Saved data entries:
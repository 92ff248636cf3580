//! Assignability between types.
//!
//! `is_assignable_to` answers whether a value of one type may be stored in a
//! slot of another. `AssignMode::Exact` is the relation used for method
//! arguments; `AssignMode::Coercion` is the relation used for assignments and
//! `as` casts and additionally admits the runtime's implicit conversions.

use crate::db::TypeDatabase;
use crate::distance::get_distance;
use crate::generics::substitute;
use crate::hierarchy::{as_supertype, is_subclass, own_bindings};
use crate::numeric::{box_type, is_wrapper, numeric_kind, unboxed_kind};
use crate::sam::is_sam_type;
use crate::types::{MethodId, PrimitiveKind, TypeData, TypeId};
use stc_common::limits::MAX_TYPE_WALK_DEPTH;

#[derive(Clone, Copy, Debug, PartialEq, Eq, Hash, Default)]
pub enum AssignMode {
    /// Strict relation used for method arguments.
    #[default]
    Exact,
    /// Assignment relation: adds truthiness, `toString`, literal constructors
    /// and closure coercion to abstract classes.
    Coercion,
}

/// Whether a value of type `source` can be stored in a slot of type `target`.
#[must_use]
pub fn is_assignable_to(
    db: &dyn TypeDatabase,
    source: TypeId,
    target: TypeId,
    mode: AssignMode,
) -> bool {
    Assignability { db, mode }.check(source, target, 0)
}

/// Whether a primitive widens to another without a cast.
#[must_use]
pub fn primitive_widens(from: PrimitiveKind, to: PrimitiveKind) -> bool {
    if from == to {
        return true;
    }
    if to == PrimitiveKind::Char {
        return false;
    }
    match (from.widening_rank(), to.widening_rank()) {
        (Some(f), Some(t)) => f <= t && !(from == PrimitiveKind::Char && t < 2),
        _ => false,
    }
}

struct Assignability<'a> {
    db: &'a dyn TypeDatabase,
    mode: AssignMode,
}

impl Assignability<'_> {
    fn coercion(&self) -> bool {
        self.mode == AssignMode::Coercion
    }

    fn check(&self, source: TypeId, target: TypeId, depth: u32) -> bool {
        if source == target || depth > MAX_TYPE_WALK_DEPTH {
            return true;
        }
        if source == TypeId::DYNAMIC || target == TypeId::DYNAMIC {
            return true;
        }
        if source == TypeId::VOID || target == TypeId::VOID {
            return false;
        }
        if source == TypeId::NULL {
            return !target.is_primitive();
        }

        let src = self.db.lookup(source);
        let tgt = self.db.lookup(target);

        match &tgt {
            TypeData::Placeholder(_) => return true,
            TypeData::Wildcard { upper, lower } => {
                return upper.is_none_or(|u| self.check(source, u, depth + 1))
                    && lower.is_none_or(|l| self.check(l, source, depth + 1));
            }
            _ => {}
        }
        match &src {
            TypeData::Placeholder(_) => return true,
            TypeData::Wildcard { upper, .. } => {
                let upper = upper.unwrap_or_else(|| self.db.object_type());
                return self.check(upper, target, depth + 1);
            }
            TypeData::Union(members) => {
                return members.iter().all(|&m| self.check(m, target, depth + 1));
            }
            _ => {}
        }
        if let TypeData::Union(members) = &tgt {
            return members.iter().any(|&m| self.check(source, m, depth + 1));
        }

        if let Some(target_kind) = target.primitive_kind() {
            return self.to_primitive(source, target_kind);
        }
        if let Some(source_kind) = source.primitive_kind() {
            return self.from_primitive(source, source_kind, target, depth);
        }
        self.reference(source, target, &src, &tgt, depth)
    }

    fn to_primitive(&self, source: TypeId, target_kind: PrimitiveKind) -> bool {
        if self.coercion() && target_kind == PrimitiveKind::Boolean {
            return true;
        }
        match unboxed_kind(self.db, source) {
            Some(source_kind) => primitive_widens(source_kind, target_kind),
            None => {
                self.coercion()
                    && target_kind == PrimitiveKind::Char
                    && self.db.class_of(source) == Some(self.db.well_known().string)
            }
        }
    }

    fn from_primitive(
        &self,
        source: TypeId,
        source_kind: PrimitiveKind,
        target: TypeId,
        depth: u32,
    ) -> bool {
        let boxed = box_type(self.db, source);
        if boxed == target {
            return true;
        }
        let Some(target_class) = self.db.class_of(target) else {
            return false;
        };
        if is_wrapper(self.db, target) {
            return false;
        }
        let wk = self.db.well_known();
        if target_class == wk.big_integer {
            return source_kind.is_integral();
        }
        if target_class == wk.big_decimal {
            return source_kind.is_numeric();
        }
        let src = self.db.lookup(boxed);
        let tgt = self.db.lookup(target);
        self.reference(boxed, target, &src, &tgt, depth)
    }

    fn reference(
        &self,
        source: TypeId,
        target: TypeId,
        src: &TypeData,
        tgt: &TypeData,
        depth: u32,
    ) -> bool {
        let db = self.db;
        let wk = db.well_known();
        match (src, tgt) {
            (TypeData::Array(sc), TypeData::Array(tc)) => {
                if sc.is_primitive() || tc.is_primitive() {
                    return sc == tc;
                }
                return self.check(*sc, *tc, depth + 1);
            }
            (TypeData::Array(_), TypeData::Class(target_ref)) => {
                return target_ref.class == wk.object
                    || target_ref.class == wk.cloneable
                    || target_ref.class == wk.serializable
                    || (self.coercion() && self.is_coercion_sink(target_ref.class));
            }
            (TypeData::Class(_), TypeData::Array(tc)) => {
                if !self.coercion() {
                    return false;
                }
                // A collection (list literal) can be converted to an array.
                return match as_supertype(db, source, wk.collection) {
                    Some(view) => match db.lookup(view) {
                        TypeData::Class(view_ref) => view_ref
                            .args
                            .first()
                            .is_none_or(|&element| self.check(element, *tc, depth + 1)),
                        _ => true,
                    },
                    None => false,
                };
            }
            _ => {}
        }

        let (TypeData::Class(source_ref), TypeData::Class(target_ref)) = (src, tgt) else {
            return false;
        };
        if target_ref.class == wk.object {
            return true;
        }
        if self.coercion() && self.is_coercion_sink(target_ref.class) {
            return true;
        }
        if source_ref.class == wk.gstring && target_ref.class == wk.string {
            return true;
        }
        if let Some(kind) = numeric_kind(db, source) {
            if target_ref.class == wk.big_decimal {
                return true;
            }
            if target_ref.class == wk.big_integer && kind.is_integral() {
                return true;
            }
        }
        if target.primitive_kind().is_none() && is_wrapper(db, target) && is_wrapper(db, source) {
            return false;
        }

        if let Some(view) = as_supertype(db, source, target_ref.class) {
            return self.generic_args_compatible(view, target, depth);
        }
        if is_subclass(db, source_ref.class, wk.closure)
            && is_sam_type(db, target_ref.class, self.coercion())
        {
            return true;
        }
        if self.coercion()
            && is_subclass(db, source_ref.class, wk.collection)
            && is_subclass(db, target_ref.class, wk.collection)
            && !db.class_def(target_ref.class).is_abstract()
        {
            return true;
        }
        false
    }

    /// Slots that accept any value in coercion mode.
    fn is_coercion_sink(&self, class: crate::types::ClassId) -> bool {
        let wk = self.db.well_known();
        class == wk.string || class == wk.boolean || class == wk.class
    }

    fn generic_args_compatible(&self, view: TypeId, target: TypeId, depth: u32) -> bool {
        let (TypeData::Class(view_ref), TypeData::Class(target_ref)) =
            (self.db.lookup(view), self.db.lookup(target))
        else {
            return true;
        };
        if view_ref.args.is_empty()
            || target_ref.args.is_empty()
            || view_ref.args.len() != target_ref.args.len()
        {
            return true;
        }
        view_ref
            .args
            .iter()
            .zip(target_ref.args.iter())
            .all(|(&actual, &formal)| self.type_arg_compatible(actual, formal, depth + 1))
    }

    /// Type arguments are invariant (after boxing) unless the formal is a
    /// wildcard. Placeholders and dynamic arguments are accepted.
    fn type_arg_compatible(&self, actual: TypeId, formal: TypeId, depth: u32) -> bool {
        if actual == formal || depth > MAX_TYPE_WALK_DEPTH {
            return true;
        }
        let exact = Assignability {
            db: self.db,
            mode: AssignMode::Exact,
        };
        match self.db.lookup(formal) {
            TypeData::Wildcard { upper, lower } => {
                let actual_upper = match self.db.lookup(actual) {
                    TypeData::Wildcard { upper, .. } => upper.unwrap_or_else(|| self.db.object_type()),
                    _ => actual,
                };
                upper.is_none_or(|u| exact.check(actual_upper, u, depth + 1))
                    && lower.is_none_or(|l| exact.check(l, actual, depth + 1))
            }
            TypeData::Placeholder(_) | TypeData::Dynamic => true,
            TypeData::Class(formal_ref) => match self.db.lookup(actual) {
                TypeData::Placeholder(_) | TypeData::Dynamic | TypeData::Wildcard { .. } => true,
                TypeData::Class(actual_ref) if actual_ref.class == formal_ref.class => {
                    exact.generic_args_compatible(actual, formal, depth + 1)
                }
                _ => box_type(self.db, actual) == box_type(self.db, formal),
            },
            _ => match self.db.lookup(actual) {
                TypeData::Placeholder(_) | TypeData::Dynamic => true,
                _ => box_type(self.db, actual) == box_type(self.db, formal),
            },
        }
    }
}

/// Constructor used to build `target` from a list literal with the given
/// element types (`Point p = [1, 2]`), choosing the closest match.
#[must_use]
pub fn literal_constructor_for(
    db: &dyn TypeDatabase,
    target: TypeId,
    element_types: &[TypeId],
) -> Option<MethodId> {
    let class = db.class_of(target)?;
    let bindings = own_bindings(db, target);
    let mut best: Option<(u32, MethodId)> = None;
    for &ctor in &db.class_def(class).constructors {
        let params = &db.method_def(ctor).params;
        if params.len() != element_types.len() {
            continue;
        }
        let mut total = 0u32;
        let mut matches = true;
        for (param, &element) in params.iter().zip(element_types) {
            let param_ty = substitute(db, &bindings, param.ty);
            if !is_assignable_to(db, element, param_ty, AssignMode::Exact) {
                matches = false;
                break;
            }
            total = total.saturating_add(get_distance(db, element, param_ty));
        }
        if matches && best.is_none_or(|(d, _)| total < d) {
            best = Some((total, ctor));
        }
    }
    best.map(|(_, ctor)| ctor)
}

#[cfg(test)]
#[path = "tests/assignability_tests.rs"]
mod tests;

TASK: When a line of the records includes "arguments", that line belongs in the answer.

RESULT OF THE EXERCISE:
//! arguments; `AssignMode::Coercion` is the relation used for assignments and
    /// Strict relation used for method arguments.
    /// Type arguments are invariant (after boxing) unless the formal is a
    /// wildcard. Placeholders and dynamic arguments are accepted.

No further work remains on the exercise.